Интервью с протоиереем Георгием Митрофановым, преподавателем Санкт-Петербургской духовной семинарии, членом комиссии по канонизации святых, одним из трех представителей РПЦ на Всезарубежном пастырском совещании РПЦЗ в г. Наяк 8−12 декабря 2003 г.

«Кифа»: Отец Георгий, Вы приняли участие в расширенном Всезарубежном пастырском совещании на тему «Путь Русской Зарубежной Церкви в прошлом и будущем». Что Вы можете сказать о проблемах диалога между двумя частями Русской церкви, которые выявило это совещание?
 — Многие опасаются того, что диалог с зарубежниками, а тем более объединение с РПЦЗ, активизирует фундаменталистски настроенные круги нашей церковной общественности. Однако общение с представителями РПЦЗ, среди которых так называемые фундаменталисты отнюдь не являются безусловно доминирующей группой, убедило меня в том, насколько не похож наш доморощенный, несущий на себе неистребимую печать советской идеологической нетерпимости «фундаментализм» от подчас содержащего элементы фундаментализма церковного консерватизма зарубежников. Потому что на самом деле их фундаментализм — это как традиционализм митрополита Антония (Храповицкого). Он в общем и целом не похож на тоталитарный стиль мирочувствия, даже не мировоззрения, наших фундаменталистов, у большинства из которых просто нет никакого отточенного, последовательно продуманного мировоззрения. У них преобладают какие-то эмоциональные реакции, я бы сказал, комплексы и набор каких-то «православнообразных» лозунгов: «ересь экуменизма», «ересь сергианства».

«Кифа»: По некоторым из опубликованных в печати сообщений о Всезарубежном совещании можно было представить, что такая же реакция была и там, например, на доклад о.

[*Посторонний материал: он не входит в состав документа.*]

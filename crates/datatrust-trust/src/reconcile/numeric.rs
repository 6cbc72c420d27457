// crates/datatrust-trust/src/reconcile/numeric.rs
// ============================================================================
// Module: Locale-Tolerant Numeric Parsing
// Description: Coerce currency-laden, locale-formatted strings into numbers.
// Purpose: Back the `equals_tolerance` operator across data sources.
// Dependencies: serde_json
// ============================================================================

//! ## Overview
//! Business exports render the same amount as `1,234.56`, `1.234,56`,
//! `$1234.56`, or `1 234,56`. The parser strips currency symbols and
//! spacing, then decides which separator is the decimal point: when both
//! appear, the rightmost wins; a lone separator is decimal unless it is
//! followed by exactly three digits (a thousands group).

// ============================================================================
// SECTION: Imports
// ============================================================================

use serde_json::Value;

// ============================================================================
// SECTION: Parsing
// ============================================================================

/// Coerces a JSON value into a number, tolerating locale formats.
#[must_use]
pub fn coerce_number(value: &Value) -> Option<f64> {
    match value {
        Value::Number(number) => number.as_f64(),
        Value::String(text) => parse_locale_number(text),
        _ => None,
    }
}

/// Parses a locale-formatted numeric string.
#[must_use]
pub fn parse_locale_number(text: &str) -> Option<f64> {
    let mut cleaned = String::with_capacity(text.len());
    for ch in text.chars() {
        match ch {
            '$' | '€' | '£' | '¥' | ' ' | '\u{a0}' | '\'' => {}
            '(' => cleaned.push('-'),
            ')' => {}
            _ => cleaned.push(ch),
        }
    }
    let cleaned = cleaned.trim();
    if cleaned.is_empty() {
        return None;
    }

    let last_comma = cleaned.rfind(',');
    let last_dot = cleaned.rfind('.');
    let normalized = match (last_comma, last_dot) {
        (Some(comma), Some(dot)) => {
            // The rightmost separator is the decimal point.
            let (decimal, thousands) = if comma > dot { (',', '.') } else { ('.', ',') };
            cleaned
                .chars()
                .filter(|&ch| ch != thousands)
                .map(|ch| if ch == decimal { '.' } else { ch })
                .collect::<String>()
        }
        (Some(position), None) => normalize_single(cleaned, ',', position),
        (None, Some(position)) => normalize_single(cleaned, '.', position),
        (None, None) => cleaned.to_string(),
    };
    normalized.parse().ok()
}

/// Normalizes a string holding one separator kind.
fn normalize_single(cleaned: &str, separator: char, last_position: usize) -> String {
    let count = cleaned.matches(separator).count();
    let digits_after = cleaned.len() - last_position - separator.len_utf8();
    if count == 1 && digits_after != 3 {
        // A lone separator not forming a thousands group is the decimal point.
        cleaned
            .chars()
            .map(|ch| if ch == separator { '.' } else { ch })
            .collect()
    } else {
        // Thousands grouping: drop every separator.
        cleaned.chars().filter(|&ch| ch != separator).collect()
    }
}

// ============================================================================
// SECTION: Tests
// ============================================================================

#[cfg(test)]
mod tests {
    #![allow(
        clippy::unwrap_used,
        clippy::panic,
        clippy::float_cmp,
        reason = "Test-only assertions on exact parses."
    )]

    use super::parse_locale_number;

    #[test]
    fn parses_both_locale_conventions() {
        assert_eq!(parse_locale_number("1,234.56").unwrap(), 1234.56);
        assert_eq!(parse_locale_number("1.234,56").unwrap(), 1234.56);
        assert_eq!(parse_locale_number("1.234.567,89").unwrap(), 1_234_567.89);
    }

    #[test]
    fn strips_currency_and_spacing() {
        assert_eq!(parse_locale_number("$1234.56").unwrap(), 1234.56);
        assert_eq!(parse_locale_number("€ 1 234,56").unwrap(), 1234.56);
        assert_eq!(parse_locale_number("(42.50)").unwrap(), -42.5);
    }

    #[test]
    fn lone_separator_heuristics() {
        assert_eq!(parse_locale_number("9,5").unwrap(), 9.5);
        assert_eq!(parse_locale_number("9.5").unwrap(), 9.5);
        assert_eq!(parse_locale_number("1,234").unwrap(), 1234.0);
        assert_eq!(parse_locale_number("1.234").unwrap(), 1234.0);
    }

    #[test]
    fn rejects_non_numeric_text() {
        assert!(parse_locale_number("n/a").is_none());
        assert!(parse_locale_number("").is_none());
    }
}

Николая Артемова.
— Так это была реакция 20−30 человек. Причем в этой группе, которая даже сидела все дни совещания за несколькими отдельными столами, как раз и преобладала атмосфера «советской» нетерпимости, и это объяснимо. Потому что в этой группе задавали эмоционально-мировозренческий тон наши перебежчики, т. е. люди с чисто советским мироощущением.

«Кифа»: А вообще сколько было человек на этом совещании?

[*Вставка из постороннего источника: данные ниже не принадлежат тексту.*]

// crates/datatrust-core/src/policy/mod.rs
// ============================================================================
// Module: DataTrust Policy Model
// Description: Declarative policy types for tool and connector gating.
// Purpose: Define the wire form the engine compiles and evaluates.
// Dependencies: serde, crate::connector
// ============================================================================

//! ## Overview
//! A policy is a declarative document: allow/deny tool and connector lists,
//! an ordered rule list, masking configuration, a write-approval gate, and a
//! break-glass switch. Tenants may carry an overlay that adjusts the base
//! policy for identities bound to that tenant. The engine in
//! [`engine`](crate::policy::engine) compiles and evaluates these types; this
//! module defines only data.

// ============================================================================
// SECTION: Modules
// ============================================================================

pub mod decision;
pub mod engine;
pub mod matcher;

// ============================================================================
// SECTION: Imports
// ============================================================================

use std::collections::BTreeMap;

use serde::Deserialize;
use serde::Serialize;

use crate::connector::WriteMode;
use crate::masking::DEFAULT_REPLACEMENT;
use crate::policy::matcher::MatcherSpec;

// ============================================================================
// SECTION: Actions
// ============================================================================

/// Action taken by a rule or by the default fall-through.
///
/// # Invariants
/// - Variants are stable for serialization and audit labels.
#[derive(Debug, Clone, Copy, Default, PartialEq, Eq, Serialize, Deserialize)]
#[serde(rename_all = "snake_case")]
pub enum PolicyAction {
    /// Permit the call.
    #[default]
    Allow,
    /// Reject the call.
    Deny,
}

impl PolicyAction {
    /// Returns a stable label for this action.
    #[must_use]
    pub const fn as_str(self) -> &'static str {
        match self {
            Self::Allow => "allow",
            Self::Deny => "deny",
        }
    }
}

// ============================================================================
// SECTION: Rules
// ============================================================================

/// Predicate block of a rule; every provided predicate must match.
#[derive(Debug, Clone, Default, PartialEq, Eq, Serialize, Deserialize)]
#[serde(deny_unknown_fields)]
pub struct RuleWhen {
    /// Tool name matchers.
    #[serde(skip_serializing_if = "Option::is_none")]
    pub tool: Option<Vec<MatcherSpec>>,
    /// Every request connector must match at least one matcher.
    #[serde(skip_serializing_if = "Option::is_none")]
    pub connectors_all: Option<Vec<MatcherSpec>>,
    /// At least one request connector must match.
    #[serde(skip_serializing_if = "Option::is_none")]
    pub connectors_any: Option<Vec<MatcherSpec>>,
    /// At least one selected field must match.
    #[serde(skip_serializing_if = "Option::is_none")]
    pub select_fields_any: Option<Vec<MatcherSpec>>,
    /// At least one filtered field must match.
    #[serde(skip_serializing_if = "Option::is_none")]
    pub where_fields_any: Option<Vec<MatcherSpec>>,
    /// At least one record field must match.
    #[serde(skip_serializing_if = "Option::is_none")]
    pub record_fields_any: Option<Vec<MatcherSpec>>,
    /// Authenticated subject matchers.
    #[serde(skip_serializing_if = "Option::is_none")]
    pub subject: Option<Vec<MatcherSpec>>,
    /// Authenticated tenant matchers.
    #[serde(skip_serializing_if = "Option::is_none")]
    pub tenant: Option<Vec<MatcherSpec>>,
    /// At least one identity role must match.
    #[serde(skip_serializing_if = "Option::is_none")]
    pub roles_any: Option<Vec<MatcherSpec>>,
    /// At least one identity scope must match.
    #[serde(skip_serializing_if = "Option::is_none")]
    pub scopes_any: Option<Vec<MatcherSpec>>,
    /// Exact write mode required for the predicate to match.
    #[serde(skip_serializing_if = "Option::is_none")]
    pub write_mode: Option<WriteMode>,
}

/// Single policy rule evaluated in declared order.
#[derive(Debug, Clone, PartialEq, Eq, Serialize, Deserialize)]
#[serde(deny_unknown_fields)]
pub struct PolicyRule {
    /// Rule identifier recorded in decisions.
    pub id: String,
    /// Predicate block.
    #[serde(default)]
    pub when: RuleWhen,
    /// Action taken when the predicate matches.
    pub action: PolicyAction,
    /// Reason surfaced to callers on deny.
    #[serde(skip_serializing_if = "Option::is_none")]
    pub reason: Option<String>,
    /// Additional fields masked when this rule allows.
    #[serde(default, skip_serializing_if = "Vec::is_empty")]
    pub mask_fields: Vec<String>,
    /// Whether an allow from this rule still requires write approval.
    #[serde(default)]
    pub require_approval: bool,
}

// ============================================================================
// SECTION: Masking, Writes, Break-Glass
// ============================================================================

/// Masking configuration.
#[derive(Debug, Clone, PartialEq, Eq, Serialize, Deserialize)]
#[serde(deny_unknown_fields)]
pub struct MaskingPolicy {
    /// Fields masked in every response.
    #[serde(default)]
    pub fields: Vec<String>,
    /// Additional fields masked per connector id.
    #[serde(default)]
    pub per_connector: BTreeMap<String, Vec<String>>,
    /// Replacement value for masked fields.
    #[serde(default = "default_replacement")]
    pub replacement: String,
}

impl Default for MaskingPolicy {
    fn default() -> Self {
        Self {
            fields: Vec::new(),
            per_connector: BTreeMap::new(),
            replacement: default_replacement(),
        }
    }
}

/// Returns the default masking replacement.
fn default_replacement() -> String {
    DEFAULT_REPLACEMENT.to_string()
}

/// Write gate mode.
///
/// # Invariants
/// - Variants are stable for serialization.
#[derive(Debug, Clone, Copy, Default, PartialEq, Eq, Serialize, Deserialize)]
#[serde(rename_all = "snake_case")]
pub enum WriteGateMode {
    /// Writes follow list and rule evaluation only.
    #[default]
    Allow,
    /// All writes are denied.
    Deny,
    /// Writes require an approval token or hook approval.
    RequireApproval,
}

/// Approval hook configuration.
#[derive(Debug, Clone, PartialEq, Eq, Serialize, Deserialize)]
#[serde(deny_unknown_fields)]
pub struct ApprovalHookConfig {
    /// Hook endpoint receiving the approval payload.
    pub url: String,
    /// Hook timeout in milliseconds.
    #[serde(default = "default_hook_timeout_ms")]
    pub timeout_ms: u64,
}

/// Returns the default approval hook timeout.
const fn default_hook_timeout_ms() -> u64 {
    10_000
}

/// Write-approval gate configuration.
#[derive(Debug, Clone, Default, PartialEq, Eq, Serialize, Deserialize)]
#[serde(deny_unknown_fields)]
pub struct WritePolicy {
    /// Gate mode.
    #[serde(default)]
    pub mode: WriteGateMode,
    /// Environment variable holding the static approval token.
    #[serde(skip_serializing_if = "Option::is_none")]
    pub approval_token_env: Option<String>,
    /// Synchronous approval hook.
    #[serde(skip_serializing_if = "Option::is_none")]
    pub approval_hook: Option<ApprovalHookConfig>,
}

/// Break-glass override configuration.
#[derive(Debug, Clone, Default, PartialEq, Eq, Serialize, Deserialize)]
#[serde(deny_unknown_fields)]
pub struct BreakGlassPolicy {
    /// Whether the break-glass header is honoured.
    #[serde(default)]
    pub enabled: bool,
}

// ============================================================================
// SECTION: Policy Document
// ============================================================================

/// Declarative policy document.
///
/// # Invariants
/// - Rule order is significant; the first matching rule wins.
#[derive(Debug, Clone, Default, PartialEq, Serialize, Deserialize)]
#[serde(deny_unknown_fields)]
pub struct Policy {
    /// Policy version string recorded in decisions.
    #[serde(default)]
    pub version: String,
    /// Action when no list or rule decides.
    #[serde(default = "default_action")]
    pub default_action: PolicyAction,
    /// Tools allowed (supports `*`).
    #[serde(default)]
    pub allow_tools: Vec<String>,
    /// Tools denied (supports `*`, takes precedence).
    #[serde(default)]
    pub deny_tools: Vec<String>,
    /// Connectors allowed (supports `*`).
    #[serde(default)]
    pub allow_connectors: Vec<String>,
    /// Connectors denied (supports `*`, takes precedence).
    #[serde(default)]
    pub deny_connectors: Vec<String>,
    /// Ordered rule list.
    #[serde(default)]
    pub rules: Vec<PolicyRule>,
    /// Masking configuration.
    #[serde(default)]
    pub masking: MaskingPolicy,
    /// Write-approval gate.
    #[serde(default)]
    pub writes: WritePolicy,
    /// Break-glass switch.
    #[serde(default)]
    pub break_glass: BreakGlassPolicy,
}

/// Returns the default fall-through action.
const fn default_action() -> PolicyAction {
    PolicyAction::Allow
}

/// Tenant overlay adjusting the base policy.
///
/// Lists replace the base when present; rules are prepended so tenant rules
/// win ties; masking fields are unioned; writes and break-glass replace the
/// base when present.
#[derive(Debug, Clone, Default, PartialEq, Serialize, Deserialize)]
#[serde(deny_unknown_fields)]
pub struct PolicyOverlay {
    /// Replacement default action.
    #[serde(skip_serializing_if = "Option::is_none")]
    pub default_action: Option<PolicyAction>,
    /// Replacement allow-tools list.
    #[serde(skip_serializing_if = "Option::is_none")]
    pub allow_tools: Option<Vec<String>>,
    /// Replacement deny-tools list.
    #[serde(skip_serializing_if = "Option::is_none")]
    pub deny_tools: Option<Vec<String>>,
    /// Replacement allow-connectors list.
    #[serde(skip_serializing_if = "Option::is_none")]
    pub allow_connectors: Option<Vec<String>>,
    /// Replacement deny-connectors list.
    #[serde(skip_serializing_if = "Option::is_none")]
    pub deny_connectors: Option<Vec<String>>,
    /// Rules prepended to the base rule list.
    #[serde(default, skip_serializing_if = "Vec::is_empty")]
    pub rules: Vec<PolicyRule>,
    /// Masking fields unioned into the base set.
    #[serde(default, skip_serializing_if = "Vec::is_empty")]
    pub mask_fields: Vec<String>,
    /// Replacement write gate.
    #[serde(skip_serializing_if = "Option::is_none")]
    pub writes: Option<WritePolicy>,
    /// Replacement break-glass switch.
    #[serde(skip_serializing_if = "Option::is_none")]
    pub break_glass: Option<BreakGlassPolicy>,
}

impl Policy {
    /// Produces the effective policy for a tenant overlay.
    #[must_use]
    pub fn with_overlay(&self, overlay: &PolicyOverlay) -> Self {
        let mut effective = self.clone();
        if let Some(action) = overlay.default_action {
            effective.default_action = action;
        }
        if let Some(tools) = &overlay.allow_tools {
            effective.allow_tools.clone_from(tools);
        }
        if let Some(tools) = &overlay.deny_tools {
            effective.deny_tools.clone_from(tools);
        }
        if let Some(connectors) = &overlay.allow_connectors {
            effective.allow_connectors.clone_from(connectors);
        }
        if let Some(connectors) = &overlay.deny_connectors {
            effective.deny_connectors.clone_from(connectors);
        }
        if !overlay.rules.is_empty() {
            let mut rules = overlay.rules.clone();
            rules.extend(effective.rules);
            effective.rules = rules;
        }
        for field in &overlay.mask_fields {
            if !effective.masking.fields.contains(field) {
                effective.masking.fields.push(field.clone());
            }
        }
        if let Some(writes) = &overlay.writes {
            effective.writes = writes.clone();
        }
        if let Some(break_glass) = &overlay.break_glass {
            effective.break_glass = break_glass.clone();
        }
        effective
    }
}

— Около 170 человек, а всего у них 230−250 священников по всему миру. Поэтому мы могли делать выводы об общем состоянии умов. При этом следует подчеркнуть, что священники старшего возраста оставляют, как правило, более серьезное впечатление и в плане своей образованности, и в плане отношения ко многим проблемам.
У меня часто возникало впечатление, что церковнославянские тексты зарубежников выглядят лучше, чем некоторые наши новосоставленные литургические тексты, ибо культура церковнославянского языка не примитивизировалась в РПЦЗ так значительно, как у нас. У них сохранилось чувство стиля, присущее тому богословию начала века, которое и в своих фундаменталистских проявлениях, как у Антония (Храповицкого), и в либеральных, как у «парижской» школы, все-таки имело иной уровень, чем богословский «политпросвет», которым руководствуются наши доморощенные фундаменталисты. Клирики РПЦЗ, конечно, во многом люди более толерантные, чем многие представители нашего духовенства, просто в силу того, что они живут в иных условиях, у них более спокойная, свободная жизнь, пребывание среди инославных заставляет их быть более открытыми и более уверенными как в самих себе, так и в силе Русского Православия.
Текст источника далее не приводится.